» **Stored data**

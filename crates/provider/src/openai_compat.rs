//! OpenAI-compatible chat completions node
//!
//! Works against Groq, OpenRouter, OpenAI and any server that speaks the
//! `/chat/completions` tool-calling dialect.

use crate::*;
use reqwest::Client;
use serde_json::json;
use tracing::{debug, trace};

/// Endpoint family inferred from the key or configured base
#[derive(Debug, Clone, Copy, PartialEq, Eq)]
pub enum Endpoint {
    Groq,
    OpenRouter,
    OpenAi,
}

impl Endpoint {
    fn detect(api_key: &str, api_base: Option<&str>) -> Self {
        if let Some(base) = api_base {
            if base.contains("groq") {
                return Endpoint::Groq;
            }
            if base.contains("openrouter") {
                return Endpoint::OpenRouter;
            }
        }
        if api_key.starts_with("gsk_") {
            Endpoint::Groq
        } else if api_key.starts_with("sk-or-") {
            Endpoint::OpenRouter
        } else {
            Endpoint::OpenAi
        }
    }

    fn base(&self) -> &'static str {
        match self {
            Endpoint::Groq => "https://api.groq.com/openai/v1",
            Endpoint::OpenRouter => "https://openrouter.ai/api/v1",
            Endpoint::OpenAi => "https://api.openai.com/v1",
        }
    }

    fn default_model(&self) -> &'static str {
        match self {
            Endpoint::Groq => "llama-3.3-70b-versatile",
            Endpoint::OpenRouter => "meta-llama/llama-3.3-70b-instruct",
            Endpoint::OpenAi => "gpt-4o-mini",
        }
    }
}

/// OpenAI-compatible provider
pub struct OpenAiCompatProvider {
    client: Client,
    api_key: String,
    api_base: String,
    default_model: String,
    endpoint: Endpoint,
}

impl OpenAiCompatProvider {
    pub fn new(
        api_key: impl Into<String>,
        api_base: Option<String>,
        default_model: Option<String>,
    ) -> Self {
        let api_key = api_key.into();
        let api_base = api_base.filter(|b| !b.is_empty());
        let endpoint = Endpoint::detect(&api_key, api_base.as_deref());

        let api_base = api_base
            .map(|b| b.trim_end_matches('/').to_string())
            .unwrap_or_else(|| endpoint.base().to_string());
        let default_model = default_model
            .filter(|m| !m.is_empty())
            .unwrap_or_else(|| endpoint.default_model().to_string());

        Self {
            client: Client::new(),
            api_key,
            api_base,
            default_model,
            endpoint,
        }
    }

    pub fn endpoint(&self) -> Endpoint {
        self.endpoint
    }

    pub fn api_base(&self) -> &str {
        &self.api_base
    }

    fn build_request(&self, params: &ChatParams) -> serde_json::Value {
        let model = if params.model.is_empty() {
            self.default_model.clone()
        } else {
            params.model.clone()
        };

        let messages: Vec<serde_json::Value> = params
            .messages
            .iter()
            .map(|m| {
                let mut obj = json!({
                    "role": m.role.as_str(),
                    "content": m.content,
                });
                if let Some(tool_calls) = &m.tool_calls {
                    obj["tool_calls"] = json!(tool_calls);
                }
                if let Some(tool_call_id) = &m.tool_call_id {
                    obj["tool_call_id"] = json!(tool_call_id);
                }
                if let Some(name) = &m.name {
                    obj["name"] = json!(name);
                }
                obj
            })
            .collect();

        let mut body = json!({
            "model": model,
            "messages": messages,
            "max_tokens": params.max_tokens,
            "temperature": params.temperature,
        });

        if !params.tools.is_empty() {
            body["tools"] = json!(params.tools);
            body["tool_choice"] = match &params.tool_choice {
                ToolChoice::Auto => json!("auto"),
                ToolChoice::Required(name) => {
                    json!({"type": "function", "function": {"name": name}})
                }
                ToolChoice::None => json!("none"),
            };
        }

        body
    }

    fn parse_response(&self, json: serde_json::Value) -> Result<ChatResponse> {
        let choice = json["choices"]
            .get(0)
            .ok_or(ProviderError::InvalidResponse)?;
        let message = &choice["message"];
        let content = message["content"].as_str().map(|s| s.to_string());
        let finish_reason = choice["finish_reason"]
            .as_str()
            .unwrap_or("stop")
            .to_string();

        let mut tool_calls = Vec::new();
        if let Some(calls) = message["tool_calls"].as_array() {
            for call in calls {
                let function = &call["function"];
                let arguments = match &function["arguments"] {
                    serde_json::Value::String(raw) => raw.clone(),
                    serde_json::Value::Null => String::new(),
                    other => other.to_string(),
                };

                tool_calls.push(ToolCall {
                    id: call["id"].as_str().unwrap_or("").to_string(),
                    name: function["name"].as_str().unwrap_or("").to_string(),
                    arguments,
                });
            }
        }

        let usage = if let Some(usage) = json["usage"].as_object() {
            let field = |key: &str| usage.get(key).and_then(|v| v.as_u64()).unwrap_or(0) as u32;
            Usage {
                prompt_tokens: field("prompt_tokens"),
                completion_tokens: field("completion_tokens"),
                total_tokens: field("total_tokens"),
            }
        } else {
            Usage::default()
        };

        Ok(ChatResponse {
            content,
            tool_calls,
            finish_reason,
            usage,
        })
    }
}

#[async_trait::async_trait]
impl Provider for OpenAiCompatProvider {
    async fn chat(&self, params: ChatParams) -> Result<ChatResponse> {
        if self.api_key.is_empty() {
            return Err(ProviderError::NoApiKey);
        }
        trace!("posting chat completion to {}", self.api_base);

        let url = format!("{}/chat/completions", self.api_base);
        let body = self.build_request(&params);

        let response = self
            .client
            .post(&url)
            .header("Authorization", format!("Bearer {}", self.api_key))
            .header("Content-Type", "application/json")
            .json(&body)
            .send()
            .await?;

        let status = response.status();
        if status.as_u16() == 429 {
            return Err(ProviderError::RateLimited);
        }
        let text = response.text().await?;

        if !status.is_success() {
            // Gateways answer with HTML pages, so the body may not be JSON.
            let error = serde_json::from_str::<serde_json::Value>(&text)
                .ok()
                .and_then(|json| json["error"]["message"].as_str().map(str::to_string))
                .unwrap_or_else(|| format!("http {}", status.as_u16()));
            return Err(ProviderError::Api(error));
        }

        let json: serde_json::Value = serde_json::from_str(&text)?;

        debug!(
            "model returned {} tool call(s)",
            json["choices"][0]["message"]["tool_calls"]
                .as_array()
                .map(|v| v.len())
                .unwrap_or(0)
        );

        self.parse_response(json)
    }

    fn default_model(&self) -> String {
        self.default_model.clone()
    }

    fn is_configured(&self) -> bool {
        !self.api_key.is_empty()
    }
}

» **Task statement**
Reproduce the material above without altering a single character.

» **Written answer**
filename crates/provider/src/openai_compat.rs
//! OpenAI-compatible chat completions node
//!
//! Works against Groq, OpenRouter, OpenAI and any server that speaks the
//! `/chat/completions` tool-calling dialect.

use crate::*;
use reqwest::Client;
use serde_json::json;
use tracing::{debug, trace};

/// Endpoint family inferred from the key or configured base
#[derive(Debug, Clone, Copy, PartialEq, Eq)]
pub enum Endpoint {
    Groq,
    OpenRouter,
    OpenAi,
}

impl Endpoint {
    fn detect(api_key: &str, api_base: Option<&str>) -> Self {
        if let Some(base) = api_base {
            if base.contains("groq") {
                return Endpoint::Groq;
            }
            if base.contains("openrouter") {
                return Endpoint::OpenRouter;
            }
        }
        if api_key.starts_with("gsk_") {
            Endpoint::Groq
        } else if api_key.starts_with("sk-or-") {
            Endpoint::OpenRouter
        } else {
            Endpoint::OpenAi
        }
    }

    fn base(&self) -> &'static str {
        match self {
            Endpoint::Groq => "https://api.groq.com/openai/v1",
            Endpoint::OpenRouter => "https://openrouter.ai/api/v1",
            Endpoint::OpenAi => "https://api.openai.com/v1",
        }
    }

    fn default_model(&self) -> &'static str {
        match self {
            Endpoint::Groq => "llama-3.3-70b-versatile",
            Endpoint::OpenRouter => "meta-llama/llama-3.3-70b-instruct",
            Endpoint::OpenAi => "gpt-4o-mini",
        }
    }
}

/// OpenAI-compatible provider
pub struct OpenAiCompatProvider {
    client: Client,
    api_key: String,
    api_base: String,
    default_model: String,
    endpoint: Endpoint,
}

impl OpenAiCompatProvider {
    pub fn new(
        api_key: impl Into<String>,
        api_base: Option<String>,
        default_model: Option<String>,
    ) -> Self {
        let api_key = api_key.into();
        let api_base = api_base.filter(|b| !b.is_empty());
        let endpoint = Endpoint::detect(&api_key, api_base.as_deref());

        let api_base = api_base
            .map(|b| b.trim_end_matches('/').to_string())
            .unwrap_or_else(|| endpoint.base().to_string());
        let default_model = default_model
            .filter(|m| !m.is_empty())
            .unwrap_or_else(|| endpoint.default_model().to_string());

        Self {
            client: Client::new(),
            api_key,
            api_base,
            default_model,
            endpoint,
        }
    }

    pub fn endpoint(&self) -> Endpoint {
        self.endpoint
    }

    pub fn api_base(&self) -> &str {
        &self.api_base
    }

    fn build_request(&self, params: &ChatParams) -> serde_json::Value {
        let model = if params.model.is_empty() {
            self.default_model.clone()
        } else {
            params.model.clone()
        };

        let messages: Vec<serde_json::Value> = params
            .messages
            .iter()
            .map(|m| {
                let mut obj = json!({
                    "role": m.role.as_str(),
                    "content": m.content,
                });
                if let Some(tool_calls) = &m.tool_calls {
                    obj["tool_calls"] = json!(tool_calls);
                }
                if let Some(tool_call_id) = &m.tool_call_id {
                    obj["tool_call_id"] = json!(tool_call_id);
                }
                if let Some(name) = &m.name {
                    obj["name"] = json!(name);
                }
                obj
            })
            .collect();

        let mut body = json!({
            "model": model,
            "messages": messages,
            "max_tokens": params.max_tokens,
            "temperature": params.temperature,
        });

        if !params.tools.is_empty() {
            body["tools"] = json!(params.tools);
            body["tool_choice"] = match &params.tool_choice {
                ToolChoice::Auto => json!("auto"),
                ToolChoice::Required(name) => {
                    json!({"type": "function", "function": {"name": name}})
                }
                ToolChoice::None => json!("none"),
            };
        }

        body
    }

    fn parse_response(&self, json: serde_json::Value) -> Result<ChatResponse> {
        let choice = json["choices"]
            .get(0)
            .ok_or(ProviderError::InvalidResponse)?;
        let message = &choice["message"];
        let content = message["content"].as_str().map(|s| s.to_string());
        let finish_reason = choice["finish_reason"]
            .as_str()
            .unwrap_or("stop")
            .to_string();

        let mut tool_calls = Vec::new();
        if let Some(calls) = message["tool_calls"].as_array() {
            for call in calls {
                let function = &call["function"];
                let arguments = match &function["arguments"] {
                    serde_json::Value::String(raw) => raw.clone(),
                    serde_json::Value::Null => String::new(),
                    other => other.to_string(),
                };

                tool_calls.push(ToolCall {
                    id: call["id"].as_str().unwrap_or("").to_string(),
                    name: function["name"].as_str().unwrap_or("").to_string(),
                    arguments,
                });
            }
        }

        let usage = if let Some(usage) = json["usage"].as_object() {
            let field = |key: &str| usage.get(key).and_then(|v| v.as_u64()).unwrap_or(0) as u32;
            Usage {
                prompt_tokens: field("prompt_tokens"),
                completion_tokens: field("completion_tokens"),
                total_tokens: field("total_tokens"),
            }
        } else {
            Usage::default()
        };

        Ok(ChatResponse {
            content,
            tool_calls,
            finish_reason,
            usage,
        })
    }
}

#[async_trait::async_trait]
impl Provider for OpenAiCompatProvider {
    async fn chat(&self, params: ChatParams) -> Result<ChatResponse> {
        if self.api_key.is_empty() {
            return Err(ProviderError::NoApiKey);
        }
        trace!("posting chat completion to {}", self.api_base);

        let url = format!("{}/chat/completions", self.api_base);
        let body = self.build_request(&params);

        let response = self
            .client
            .post(&url)
            .header("Authorization", format!("Bearer {}", self.api_key))
            .header("Content-Type", "application/json")
            .json(&body)
            .send()
            .await?;

        let status = response.status();
        if status.as_u16() == 429 {
            return Err(ProviderError::RateLimited);
        }
        let text = response.text().await?;

        if !status.is_success() {
            // Gateways answer with HTML pages, so the body may not be JSON.
            let error = serde_json::from_str::<serde_json::Value>(&text)
                .ok()
                .and_then(|json| json["error"]["message"].as_str().map(str::to_string))
                .unwrap_or_else(|| format!("http {}", status.as_u16()));
            return Err(ProviderError::Api(error));
        }

        let json: serde_json::Value = serde_json::from_str(&text)?;

        debug!(
            "model returned {} tool call(s)",
            json["choices"][0]["message"]["tool_calls"]
                .as_array()
                .map(|v| v.len())
                .unwrap_or(0)
        );

        self.parse_response(json)
    }

    fn default_model(&self) -> String {
        self.default_model.clone()
    }

    fn is_configured(&self) -> bool {
        !self.api_key.is_empty()
    }
}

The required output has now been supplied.